Data
//! Event handling for the parley TUI.

use crossterm::event::{
    self, Event as CrosstermEvent, KeyCode, KeyEvent, KeyEventKind, KeyModifiers, MouseEvent,
};
use std::time::Duration;
use tokio::sync::mpsc;

/// Events that can occur in the TUI.
#[derive(Debug, Clone)]
pub enum Event {
    /// A key was pressed.
    Key(KeyEvent),
    /// A mouse event occurred.
    Mouse(MouseEvent),
    /// A tick event for UI updates.
    Tick,
    /// Terminal was resized.
    Resize(u16, u16),
    /// Text pasted into the terminal (bracketed paste).
    Paste(String),
}

/// Event handler that runs in a background thread.
pub struct EventHandler {
    rx: mpsc::UnboundedReceiver<Event>,
    _tx: mpsc::UnboundedSender<Event>,
}

impl EventHandler {
    /// Create a new event handler with the specified tick rate.
    pub fn new(tick_rate_ms: u64) -> Self {
        let (tx, rx) = mpsc::unbounded_channel();
        let tx_clone = tx.clone();

        // crossterm polling is blocking, so it gets its own thread
        std::thread::spawn(move || {
            let tick_rate = Duration::from_millis(tick_rate_ms);
            loop {
                if event::poll(tick_rate).unwrap_or(false) {
                    if let Ok(evt) = event::read() {
                        let event = match evt {
                            CrosstermEvent::Key(key) if key.kind != KeyEventKind::Release => {
                                Some(Event::Key(key))
                            }
                            CrosstermEvent::Mouse(mouse) => Some(Event::Mouse(mouse)),
                            CrosstermEvent::Resize(w, h) => Some(Event::Resize(w, h)),
                            CrosstermEvent::Paste(text) => Some(Event::Paste(text)),
                            _ => None,
                        };
                        if let Some(e) = event {
                            if tx_clone.send(e).is_err() {
                                break;
                            }
                        }
                    }
                } else if tx_clone.send(Event::Tick).is_err() {
                    break;
                }
            }
        });

        Self { rx, _tx: tx }
    }

    /// Get the next event, waiting until one is available.
    pub async fn next(&mut self) -> Option<Event> {
        self.rx.recv().await
    }
}

/// Action that can be performed in the chat view.
#[derive(Debug, Clone, Copy, PartialEq, Eq)]
pub enum Action {
    Quit,
    Help,
    Send,
    Newline,
    Insert(char),
    Backspace,
    Delete,
    Left,
    Right,
    Home,
    End,
    ScrollUp,
    ScrollDown,
    PageUp,
    PageDown,
    None,
}

/// Convert a key event to an action.
pub fn key_to_action(key: KeyEvent) -> Action {
    let ctrl = key.modifiers.contains(KeyModifiers::CONTROL);

    if ctrl && key.code == KeyCode::Char('c') {
        return Action::Quit;
    }

    match key.code {
        KeyCode::Enter
            if key
                .modifiers
                .intersects(KeyModifiers::SHIFT | KeyModifiers::CONTROL | KeyModifiers::ALT) =>
        {
            Action::Newline
        }
        KeyCode::Enter => Action::Send,
        KeyCode::Esc => Action::Quit,
        KeyCode::F(1) => Action::Help,
        // Other control chords are not text
        KeyCode::Char(_) if ctrl => Action::None,
        KeyCode::Char(c) => Action::Insert(c),
        KeyCode::Backspace => Action::Backspace,
        KeyCode::Delete => Action::Delete,
        KeyCode::Left => Action::Left,
        KeyCode::Right => Action::Right,
        KeyCode::Home => Action::Home,
        KeyCode::End => Action::End,
        KeyCode::Up => Action::ScrollUp,
        KeyCode::Down => Action::ScrollDown,
        KeyCode::PageUp => Action::PageUp,
        KeyCode::PageDown => Action::PageDown,
        _ => Action::None,
    }
}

Task directions
The entire listing is to be printed once more, word for word.

Output for this exercise
//! Event handling for the parley TUI.

use crossterm::event::{
    self, Event as CrosstermEvent, KeyCode, KeyEvent, KeyEventKind, KeyModifiers, MouseEvent,
};
use std::time::Duration;
use tokio::sync::mpsc;

/// Events that can occur in the TUI.
#[derive(Debug, Clone)]
pub enum Event {
    /// A key was pressed.
    Key(KeyEvent),
    /// A mouse event occurred.
    Mouse(MouseEvent),
    /// A tick event for UI updates.
    Tick,
    /// Terminal was resized.
    Resize(u16, u16),
    /// Text pasted into the terminal (bracketed paste).
    Paste(String),
}

/// Event handler that runs in a background thread.
pub struct EventHandler {
    rx: mpsc::UnboundedReceiver<Event>,
    _tx: mpsc::UnboundedSender<Event>,
}

impl EventHandler {
    /// Create a new event handler with the specified tick rate.
    pub fn new(tick_rate_ms: u64) -> Self {
        let (tx, rx) = mpsc::unbounded_channel();
        let tx_clone = tx.clone();

        // crossterm polling is blocking, so it gets its own thread
        std::thread::spawn(move || {
            let tick_rate = Duration::from_millis(tick_rate_ms);
            loop {
                if event::poll(tick_rate).unwrap_or(false) {
                    if let Ok(evt) = event::read() {
                        let event = match evt {
                            CrosstermEvent::Key(key) if key.kind != KeyEventKind::Release => {
                                Some(Event::Key(key))
                            }
                            CrosstermEvent::Mouse(mouse) => Some(Event::Mouse(mouse)),
                            CrosstermEvent::Resize(w, h) => Some(Event::Resize(w, h)),
                            CrosstermEvent::Paste(text) => Some(Event::Paste(text)),
                            _ => None,
                        };
                        if let Some(e) = event {
                            if tx_clone.send(e).is_err() {
                                break;
                            }
                        }
                    }
                } else if tx_clone.send(Event::Tick).is_err() {
                    break;
                }
            }
        });

        Self { rx, _tx: tx }
    }

    /// Get the next event, waiting until one is available.
    pub async fn next(&mut self) -> Option<Event> {
        self.rx.recv().await
    }
}

/// Action that can be performed in the chat view.
#[derive(Debug, Clone, Copy, PartialEq, Eq)]
pub enum Action {
    Quit,
    Help,
    Send,
    Newline,
    Insert(char),
    Backspace,
    Delete,
    Left,
    Right,
    Home,
    End,
    ScrollUp,
    ScrollDown,
    PageUp,
    PageDown,
    None,
}

/// Convert a key event to an action.
pub fn key_to_action(key: KeyEvent) -> Action {
    let ctrl = key.modifiers.contains(KeyModifiers::CONTROL);

    if ctrl && key.code == KeyCode::Char('c') {
        return Action::Quit;
    }

    match key.code {
        KeyCode::Enter
            if key
                .modifiers
                .intersects(KeyModifiers::SHIFT | KeyModifiers::CONTROL | KeyModifiers::ALT) =>
        {
            Action::Newline
        }
        KeyCode::Enter => Action::Send,
        KeyCode::Esc => Action::Quit,
        KeyCode::F(1) => Action::Help,
        // Other control chords are not text
        KeyCode::Char(_) if ctrl => Action::None,
        KeyCode::Char(c) => Action::Insert(c),
        KeyCode::Backspace => Action::Backspace,
        KeyCode::Delete => Action::Delete,
        KeyCode::Left => Action::Left,
        KeyCode::Right => Action::Right,
        KeyCode::Home => Action::Home,
        KeyCode::End => Action::End,
        KeyCode::Up => Action::ScrollUp,
        KeyCode::Down => Action::ScrollDown,
        KeyCode::PageUp => Action::PageUp,
        KeyCode::PageDown => Action::PageDown,
        _ => Action::None,
    }
}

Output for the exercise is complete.